[Stored items]
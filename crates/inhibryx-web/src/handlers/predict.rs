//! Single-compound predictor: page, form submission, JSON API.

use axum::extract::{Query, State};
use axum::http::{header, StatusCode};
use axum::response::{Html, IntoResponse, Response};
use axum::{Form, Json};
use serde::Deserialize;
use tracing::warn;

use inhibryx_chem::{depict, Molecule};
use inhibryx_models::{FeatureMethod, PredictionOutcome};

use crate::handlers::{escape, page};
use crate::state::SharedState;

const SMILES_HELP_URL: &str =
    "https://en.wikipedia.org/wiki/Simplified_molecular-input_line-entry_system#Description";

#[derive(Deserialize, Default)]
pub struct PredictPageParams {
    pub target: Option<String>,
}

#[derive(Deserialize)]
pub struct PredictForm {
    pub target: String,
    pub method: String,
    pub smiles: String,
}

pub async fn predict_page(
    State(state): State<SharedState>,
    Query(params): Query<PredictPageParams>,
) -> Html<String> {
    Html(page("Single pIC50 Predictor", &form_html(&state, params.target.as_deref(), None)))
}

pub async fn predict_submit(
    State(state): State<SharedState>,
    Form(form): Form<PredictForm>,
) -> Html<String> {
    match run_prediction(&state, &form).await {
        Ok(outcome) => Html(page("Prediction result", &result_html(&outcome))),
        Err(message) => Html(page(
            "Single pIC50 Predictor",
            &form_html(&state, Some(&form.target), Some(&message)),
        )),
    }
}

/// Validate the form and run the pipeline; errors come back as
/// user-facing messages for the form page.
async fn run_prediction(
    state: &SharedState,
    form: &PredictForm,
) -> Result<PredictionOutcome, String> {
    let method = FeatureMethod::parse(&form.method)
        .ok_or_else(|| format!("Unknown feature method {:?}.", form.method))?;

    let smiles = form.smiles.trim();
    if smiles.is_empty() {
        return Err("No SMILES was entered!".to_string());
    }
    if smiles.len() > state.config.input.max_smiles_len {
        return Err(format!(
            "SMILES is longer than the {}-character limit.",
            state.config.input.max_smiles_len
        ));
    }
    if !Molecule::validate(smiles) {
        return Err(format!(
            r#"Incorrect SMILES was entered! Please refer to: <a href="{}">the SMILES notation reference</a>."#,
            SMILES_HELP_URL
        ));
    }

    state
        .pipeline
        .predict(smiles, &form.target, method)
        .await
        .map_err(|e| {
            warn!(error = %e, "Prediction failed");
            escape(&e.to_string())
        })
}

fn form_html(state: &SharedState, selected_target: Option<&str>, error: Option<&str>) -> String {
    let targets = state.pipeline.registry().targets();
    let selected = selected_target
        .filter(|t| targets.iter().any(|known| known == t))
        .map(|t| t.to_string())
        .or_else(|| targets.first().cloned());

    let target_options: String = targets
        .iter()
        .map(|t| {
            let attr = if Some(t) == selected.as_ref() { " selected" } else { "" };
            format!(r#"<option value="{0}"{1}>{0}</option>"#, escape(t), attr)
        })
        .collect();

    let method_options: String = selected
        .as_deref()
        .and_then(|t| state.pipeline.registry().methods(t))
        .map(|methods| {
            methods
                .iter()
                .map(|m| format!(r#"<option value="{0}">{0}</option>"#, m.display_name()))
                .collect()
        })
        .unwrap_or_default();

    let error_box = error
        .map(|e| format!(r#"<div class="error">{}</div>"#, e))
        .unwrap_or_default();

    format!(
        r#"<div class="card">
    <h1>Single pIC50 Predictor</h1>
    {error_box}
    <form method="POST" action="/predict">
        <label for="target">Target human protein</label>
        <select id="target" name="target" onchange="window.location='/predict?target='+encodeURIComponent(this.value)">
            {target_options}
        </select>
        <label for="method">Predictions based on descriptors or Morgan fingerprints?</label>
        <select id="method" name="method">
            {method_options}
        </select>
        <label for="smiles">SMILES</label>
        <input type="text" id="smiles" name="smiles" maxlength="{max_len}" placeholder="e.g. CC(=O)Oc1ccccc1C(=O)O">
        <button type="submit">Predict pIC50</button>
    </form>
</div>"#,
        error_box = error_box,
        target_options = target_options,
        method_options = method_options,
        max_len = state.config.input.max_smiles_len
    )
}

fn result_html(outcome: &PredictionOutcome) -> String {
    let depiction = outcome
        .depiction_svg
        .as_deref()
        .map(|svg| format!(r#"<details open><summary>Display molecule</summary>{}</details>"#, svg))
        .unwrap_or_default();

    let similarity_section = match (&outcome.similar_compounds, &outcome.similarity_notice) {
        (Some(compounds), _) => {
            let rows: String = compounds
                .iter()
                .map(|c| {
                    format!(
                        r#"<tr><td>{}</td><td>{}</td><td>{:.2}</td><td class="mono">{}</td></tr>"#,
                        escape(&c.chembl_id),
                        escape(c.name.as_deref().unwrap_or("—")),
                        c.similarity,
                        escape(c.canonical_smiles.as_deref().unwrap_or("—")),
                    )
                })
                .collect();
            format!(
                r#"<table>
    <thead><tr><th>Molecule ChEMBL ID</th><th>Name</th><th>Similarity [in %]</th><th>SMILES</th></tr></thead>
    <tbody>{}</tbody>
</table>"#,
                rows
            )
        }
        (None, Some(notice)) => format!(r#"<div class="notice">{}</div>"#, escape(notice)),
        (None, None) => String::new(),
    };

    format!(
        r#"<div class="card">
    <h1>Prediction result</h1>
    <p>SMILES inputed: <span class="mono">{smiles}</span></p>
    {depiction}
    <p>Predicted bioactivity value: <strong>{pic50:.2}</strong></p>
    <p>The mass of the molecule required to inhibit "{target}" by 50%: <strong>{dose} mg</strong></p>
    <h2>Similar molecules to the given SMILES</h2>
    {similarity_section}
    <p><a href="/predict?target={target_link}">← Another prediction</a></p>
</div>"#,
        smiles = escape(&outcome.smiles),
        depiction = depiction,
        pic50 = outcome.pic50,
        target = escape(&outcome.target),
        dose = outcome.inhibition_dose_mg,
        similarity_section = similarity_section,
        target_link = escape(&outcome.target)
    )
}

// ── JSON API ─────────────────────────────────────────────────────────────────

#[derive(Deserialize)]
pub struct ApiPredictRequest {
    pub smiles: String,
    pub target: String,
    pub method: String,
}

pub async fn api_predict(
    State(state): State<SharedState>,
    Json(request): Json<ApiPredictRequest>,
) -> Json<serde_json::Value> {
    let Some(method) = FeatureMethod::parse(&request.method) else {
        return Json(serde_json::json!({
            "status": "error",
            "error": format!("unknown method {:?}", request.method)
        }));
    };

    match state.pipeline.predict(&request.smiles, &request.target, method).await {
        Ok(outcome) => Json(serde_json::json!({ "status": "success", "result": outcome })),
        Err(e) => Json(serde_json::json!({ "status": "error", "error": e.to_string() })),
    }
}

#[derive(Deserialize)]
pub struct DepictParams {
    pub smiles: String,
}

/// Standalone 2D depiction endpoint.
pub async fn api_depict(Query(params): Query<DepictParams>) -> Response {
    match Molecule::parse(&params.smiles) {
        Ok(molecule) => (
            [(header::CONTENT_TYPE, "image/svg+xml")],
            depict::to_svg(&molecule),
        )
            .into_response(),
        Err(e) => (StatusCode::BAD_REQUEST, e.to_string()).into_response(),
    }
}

#### Assignment
An answer is complete only when it holds every line above containing the string "await".

#### Completed exercise
    match run_prediction(&state, &form).await {
        .await
    match state.pipeline.predict(&request.smiles, &request.target, method).await {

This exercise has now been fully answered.